═════ Provided data

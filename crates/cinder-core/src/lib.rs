//! Cinder lifecycle core
//!
//! A consumption-gated document vault: a sender encrypts a document and
//! hands the recipient a single opaque locator; the document can be
//! decrypted a bounded number of times before it is irrecoverably
//! destroyed. The hard part is not the encryption primitive but the
//! lifecycle - an atomic remaining-uses counter, optional one-time
//! secret gating, and destruction that tolerates concurrent consumers
//! and crashes.
//!
//! The surrounding UI/CLI layer calls in through four operations on
//! [`Vault`]:
//!
//! - [`Vault::register`] - encrypt and persist, returning the locator
//!   (and one-time secret, shown exactly once)
//! - [`Vault::inspect`] - read-only eligibility check, never mutates
//! - [`Vault::consume`] - decrypt one use; destroys the document when
//!   the budget is spent
//! - [`Vault::sweep`] - reconciliation pass destroying anything
//!   exhausted but not yet destroyed (crash recovery)
//!
//! # Concurrency
//!
//! The sole correctness-critical synchronization point is the record
//! store's atomic try-consume: under K concurrent consumers of one
//! locator, exactly `max_uses` succeed regardless of interleaving.
//! Every destruction step is an idempotent delete, so consume, sweep
//! and crash recovery can overlap freely.

#![forbid(unsafe_code)]
#![deny(missing_docs)]

mod error;
mod vault;

pub use error::VaultError;
pub use vault::{
    ConsumedDocument, InspectReport, RegisterRequest, Registration, SweepReport, Vault,
    VaultConfig,
};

══════════

What needs to be done: Wherever the word "secret" appears in the listing, copy the line that holds it.

Result for this exercise:
//! secret gating, and destruction that tolerates concurrent consumers
//!   (and one-time secret, shown exactly once)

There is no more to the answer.